- _AIM OF THE EXERCISE_
Give back exactly the lines of the material below that start at the line containing "pub fn config_path()" and end at the line containing "contains invalid TOML.", and no others.

- _INPUT DATA_
* * * * * * * * *

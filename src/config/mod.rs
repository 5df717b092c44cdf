use std::path::{Path, PathBuf};

use anyhow::Context;
use serde::Deserialize;

use crate::format::OutputFormat;
use crate::paths;

/// Number of entries `get` returns when neither the flag nor the config file
/// sets one.
pub const DEFAULT_LIMIT: i64 = 100;

/// Parsed `config.toml`. Every key is optional; a missing file is the same as
/// an empty one.
///
/// ```toml
/// db_path = "/path/to/histree.db"
///
/// [get]
/// limit = 100
/// format = "verbose"
/// ```
#[derive(Debug, Clone, Default, PartialEq, Eq, Deserialize)]
#[serde(deny_unknown_fields)]
pub struct Config {
    pub db_path: Option<PathBuf>,
    #[serde(default)]
    pub get: GetSection,
}

#[derive(Debug, Clone, Default, PartialEq, Eq, Deserialize)]
#[serde(deny_unknown_fields)]
pub struct GetSection {
    pub limit: Option<i64>,
    pub format: Option<OutputFormat>,
}

/// Location of the user config file: `{user_dir}/config.toml`.
pub fn config_path() -> Option<PathBuf> {
    paths::user_dir().map(|d| d.join("config.toml"))
}

/// Try to load a config from `path`. Returns `Ok(None)` if the file does not
/// exist.
///
/// # Errors
///
/// Returns an error if the file exists but cannot be read or contains invalid TOML.
pub fn try_load(path: &Path) -> anyhow::Result<Option<Config>> {
    let content = match std::fs::read_to_string(path) {
        Ok(c) => c,
        Err(e) if e.kind() == std::io::ErrorKind::NotFound => return Ok(None),
        Err(e) => {
            return Err(anyhow::Error::new(e)
                .context(format!("failed to read config file: {}", path.display())));
        }
    };
    let config: Config = toml::from_str(&content)
        .with_context(|| format!("failed to parse config file: {}", path.display()))?;
    Ok(Some(config))
}

impl Config {
    /// Load the user config file, falling back to defaults when it is absent.
    ///
    /// # Errors
    ///
    /// Returns an error if the config file exists but is unreadable or malformed.
    pub fn load() -> anyhow::Result<Self> {
        match config_path() {
            Some(path) => Ok(try_load(&path)?.unwrap_or_default()),
            None => Ok(Self::default()),
        }
    }

    /// Resolve the database path. Priority: explicit `flag` (which also covers
    /// `HISTREE_DB` through clap) → `db_path` from the config file →
    /// [`paths::default_db_path`].
    pub fn db_path(&self, flag: Option<&Path>) -> Option<PathBuf> {
        flag.map(Path::to_path_buf)
            .or_else(|| self.db_path.clone())
            .or_else(paths::default_db_path)
    }

    /// Entry limit for `get` when no `--limit` flag was given.
    pub fn default_limit(&self) -> i64 {
        self.get.limit.unwrap_or(DEFAULT_LIMIT)
    }

    /// Output format for `get` when no `--format` flag was given.
    pub fn default_format(&self) -> OutputFormat {
        self.get.format.unwrap_or_default()
    }
}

* * * * * * * * *

- _TASK RESPONSE_
pub fn config_path() -> Option<PathBuf> {
    paths::user_dir().map(|d| d.join("config.toml"))
}

/// Try to load a config from `path`. Returns `Ok(None)` if the file does not
/// exist.
///
/// # Errors
///
/// Returns an error if the file exists but cannot be read or contains invalid TOML.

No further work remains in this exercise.